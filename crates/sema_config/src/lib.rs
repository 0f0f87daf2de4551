use std::fmt;
use std::path::{Path, PathBuf};

use serde::{Deserialize, Serialize};

#[derive(Debug, Copy, Clone, PartialEq, Eq, PartialOrd, Ord, Hash, Serialize, Deserialize)]
#[serde(rename_all = "lowercase")]
pub enum DebugTrace {
  Resolver,
  Deduction,
  Ordering,
  Loose,
  Ufcs,
  Ctfe,
  Completion,
  Symbols,
}

/// Knobs for the resolution core.
///
/// Expected format in sema.toml:
/// ```toml
/// [resolution]
/// strict_deduction = false
/// ctfe_max_depth = 32
/// enable_cache = true
/// resolve_base_classes = true
/// ```
#[derive(Debug, Clone, PartialEq, Eq, Serialize, Deserialize)]
#[serde(default, deny_unknown_fields)]
pub struct ResolutionSettings {
  /// Specialization identifiers must match the argument exactly instead of by implicit conversion.
  pub strict_deduction: bool,
  /// Maximum nesting of compile-time function calls.
  pub ctfe_max_depth: u32,
  /// Memoize resolved syntax nodes per request.
  pub enable_cache: bool,
  pub resolve_base_classes: bool,
}

impl Default for ResolutionSettings {
  fn default() -> Self {
    Self {
      strict_deduction: false,
      ctfe_max_depth: 32,
      enable_cache: true,
      resolve_base_classes: true,
    }
  }
}

#[derive(Debug, Clone, PartialEq, Eq, Serialize, Deserialize)]
#[serde(default, deny_unknown_fields)]
pub struct CompletionSettings {
  pub show_ufcs_items: bool,
  pub show_static_properties: bool,
  pub show_override_items: bool,
}

impl Default for CompletionSettings {
  fn default() -> Self {
    Self {
      show_ufcs_items: true,
      show_static_properties: true,
      show_override_items: true,
    }
  }
}

#[derive(Debug, Clone, Default, PartialEq, Eq, Serialize, Deserialize)]
#[serde(default, deny_unknown_fields)]
pub struct SemaConfig {
  pub debug: bool,
  pub debug_trace: Vec<DebugTrace>,
  pub quiet: bool,
  pub verbose: u8,
  pub resolution: ResolutionSettings,
  pub completion: CompletionSettings,
}

impl SemaConfig {
  pub fn new(
    debug: bool,
    debug_trace: Vec<DebugTrace>,
    quiet: bool,
    verbose: u8,
  ) -> Self {
    Self {
      debug,
      debug_trace,
      quiet,
      verbose,
      ..Self::default()
    }
  }

  /// Config that never logs, for tests and embedding.
  pub fn silent() -> Self {
    Self {
      quiet: true,
      ..Self::default()
    }
  }

  pub fn from_toml_str(source: &str) -> Result<Self, ConfigError> {
    toml::from_str(source).map_err(|e| ConfigError::Parse {
      path: None,
      message: e.to_string(),
    })
  }

  pub fn load(path: impl AsRef<Path>) -> Result<Self, ConfigError> {
    let path = path.as_ref();
    let source = std::fs::read_to_string(path).map_err(|source| ConfigError::Io {
      path: path.to_path_buf(),
      source,
    })?;

    toml::from_str(&source).map_err(|e| ConfigError::Parse {
      path: Some(path.to_path_buf()),
      message: e.to_string(),
    })
  }
}

/// Errors that can occur when loading a sema.toml.
#[derive(Debug)]
pub enum ConfigError {
  /// I/O error while reading the file.
  Io { path: PathBuf, source: std::io::Error },

  /// The file is not valid TOML or has unknown keys.
  Parse { path: Option<PathBuf>, message: String },
}

impl fmt::Display for ConfigError {
  fn fmt(
    &self,
    f: &mut fmt::Formatter<'_>,
  ) -> fmt::Result {
    match self {
      ConfigError::Io { path, source } => {
        write!(f, "failed to read '{}': {}", path.display(), source)
      },

      ConfigError::Parse { path: Some(path), message } => {
        write!(f, "failed to parse '{}': {}", path.display(), message)
      },

      ConfigError::Parse { path: None, message } => {
        write!(f, "failed to parse config: {}", message)
      },
    }
  }
}

impl std::error::Error for ConfigError {
  fn source(&self) -> Option<&(dyn std::error::Error + 'static)> {
    match self {
      ConfigError::Io { source, .. } => Some(source),
      ConfigError::Parse { .. } => None,
    }
  }
}
//! Uniform function call syntax: `a.f(b)` may call a free function `f(a, b)`.

use std::collections::HashSet;

use sema_ast::declarations::{ASTDeclarationKind, AggregateKind};
use sema_ast::{DeclRef, Name, NodeId};
use sema_config::DebugTrace;
use sema_log::trace_dbg;
use sema_type::{is_implicitly_convertible, strip_aliases, SemanticResult};

use crate::context::ResolutionContext;
use crate::resolver::{declaration_to_result, imported_modules, is_visible, resolve_type};

/// Free functions reachable from the current frame whose first parameter
/// accepts `first_argument`, tagged with it. `None` lists every name, as
/// completion does.
///
/// Templated functions are matched like plain ones, their parameters left
/// unbound. `template` aggregates are only offered with explicit template
/// syntax or when listing. Aliases are followed to the function or aggregate
/// they name.
pub fn resolve_ufcs(
  first_argument: &SemanticResult,
  name: Option<&Name>,
  template_syntax: bool,
  ctx: &mut ResolutionContext,
) -> Vec<SemanticResult> {
  if first_argument.is_unknown() {
    return Vec::new();
  }

  let mut accepted = Vec::new();
  for candidate in free_functions(name, ctx) {
    if ctx.is_cancelled() {
      break;
    }
    if is_template_aggregate(&candidate) {
      if template_syntax || name.is_none() {
        accepted.push(declaration_to_result(&candidate, ctx).with_tag(first_argument.clone()));
      }
    } else if candidate.is_alias() {
      accepted.extend(alias_targets(&candidate, first_argument, ctx));
    } else if accepts_first_argument(&candidate, first_argument, ctx) {
      trace_dbg!(ctx.config(), DebugTrace::Ufcs, "{} accepts {}", candidate.name, first_argument);
      accepted.push(declaration_to_result(&candidate, ctx).with_tag(first_argument.clone()));
    }
  }
  accepted
}

fn is_template_aggregate(decl: &DeclRef) -> bool {
  matches!(decl.as_aggregate(), Some(a) if a.kind == AggregateKind::Template)
}

/// What an alias names, kept if it is a function accepting `first_argument`
/// or an aggregate.
fn alias_targets(
  alias: &DeclRef,
  first_argument: &SemanticResult,
  ctx: &mut ResolutionContext,
) -> Vec<SemanticResult> {
  let target = strip_aliases(&declaration_to_result(alias, ctx));
  let mut accepted = Vec::new();
  for resolved in target.into_candidates() {
    let Some(definition) = resolved.definition().cloned() else {
      continue;
    };
    let keep = match &definition.kind {
      ASTDeclarationKind::Function(_) => accepts_first_argument(&definition, first_argument, ctx),
      ASTDeclarationKind::Aggregate(_) => true,
      _ => false,
    };
    if keep {
      trace_dbg!(ctx.config(), DebugTrace::Ufcs, "alias {} accepts {}", alias.name, first_argument);
      accepted.push(resolved.with_tag(first_argument.clone()));
    }
  }
  accepted
}

fn accepts_first_argument(
  candidate: &DeclRef,
  first_argument: &SemanticResult,
  ctx: &mut ResolutionContext,
) -> bool {
  let Some(first) = candidate.as_function().and_then(|f| f.params.first()) else {
    return false;
  };
  let Some(ty) = first.as_variable().and_then(|v| v.ty.as_ref()) else {
    return false;
  };

  let expected = {
    let mut frame = ctx.push(candidate.clone(), None);
    resolve_type(ty, &mut frame)
  };
  !expected.is_unknown() && is_implicitly_convertible(first_argument, &expected)
}

/// Functions, aliases and `template` aggregates visible from the frame,
/// innermost scope first, without duplicates.
fn free_functions(
  name: Option<&Name>,
  ctx: &ResolutionContext,
) -> Vec<DeclRef> {
  let matches = |decl: &DeclRef| {
    (decl.as_function().is_some() || decl.is_alias() || is_template_aggregate(decl))
      && name.map_or(true, |n| &decl.name == n)
  };
  let mut seen: HashSet<NodeId> = HashSet::new();
  let mut out = Vec::new();
  let mut push = |decl: DeclRef, out: &mut Vec<DeclRef>| {
    if seen.insert(decl.id) {
      out.push(decl);
    }
  };

  let mut location = ctx.location();
  let mut current = Some(ctx.scope().clone());
  while let Some(decl) = current {
    if let Some(pos) = location {
      for block in decl.blocks_at(pos) {
        for local in block.scope().children().into_iter().filter(|d| matches(d) && d.span.start <= pos) {
          push(local, &mut out);
        }
      }
    }

    if decl.is_module() {
      for member in decl.scope().children().into_iter().filter(|d| matches(d)) {
        push(member, &mut out);
      }
      let mut visited = HashSet::from([decl.id]);
      for module in imported_modules(&decl, ctx, &mut visited) {
        for member in module.scope().children().into_iter().filter(|d| matches(d) && is_visible(d, ctx)) {
          push(member, &mut out);
        }
      }
      break;
    }

    location = Some(decl.span.start);
    current = decl.parent();
  }
  out
}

**What to do**
Each line from the one containing "Functions, aliases and" to the end of the records should be echoed exactly, and no other line.

**Answer for the task**
/// Functions, aliases and `template` aggregates visible from the frame,
/// innermost scope first, without duplicates.
fn free_functions(
  name: Option<&Name>,
  ctx: &ResolutionContext,
) -> Vec<DeclRef> {
  let matches = |decl: &DeclRef| {
    (decl.as_function().is_some() || decl.is_alias() || is_template_aggregate(decl))
      && name.map_or(true, |n| &decl.name == n)
  };
  let mut seen: HashSet<NodeId> = HashSet::new();
  let mut out = Vec::new();
  let mut push = |decl: DeclRef, out: &mut Vec<DeclRef>| {
    if seen.insert(decl.id) {
      out.push(decl);
    }
  };

  let mut location = ctx.location();
  let mut current = Some(ctx.scope().clone());
  while let Some(decl) = current {
    if let Some(pos) = location {
      for block in decl.blocks_at(pos) {
        for local in block.scope().children().into_iter().filter(|d| matches(d) && d.span.start <= pos) {
          push(local, &mut out);
        }
      }
    }

    if decl.is_module() {
      for member in decl.scope().children().into_iter().filter(|d| matches(d)) {
        push(member, &mut out);
      }
      let mut visited = HashSet::from([decl.id]);
      for module in imported_modules(&decl, ctx, &mut visited) {
        for member in module.scope().children().into_iter().filter(|d| matches(d) && is_visible(d, ctx)) {
          push(member, &mut out);
        }
      }
      break;
    }

    location = Some(decl.span.start);
    current = decl.parent();
  }
  out
}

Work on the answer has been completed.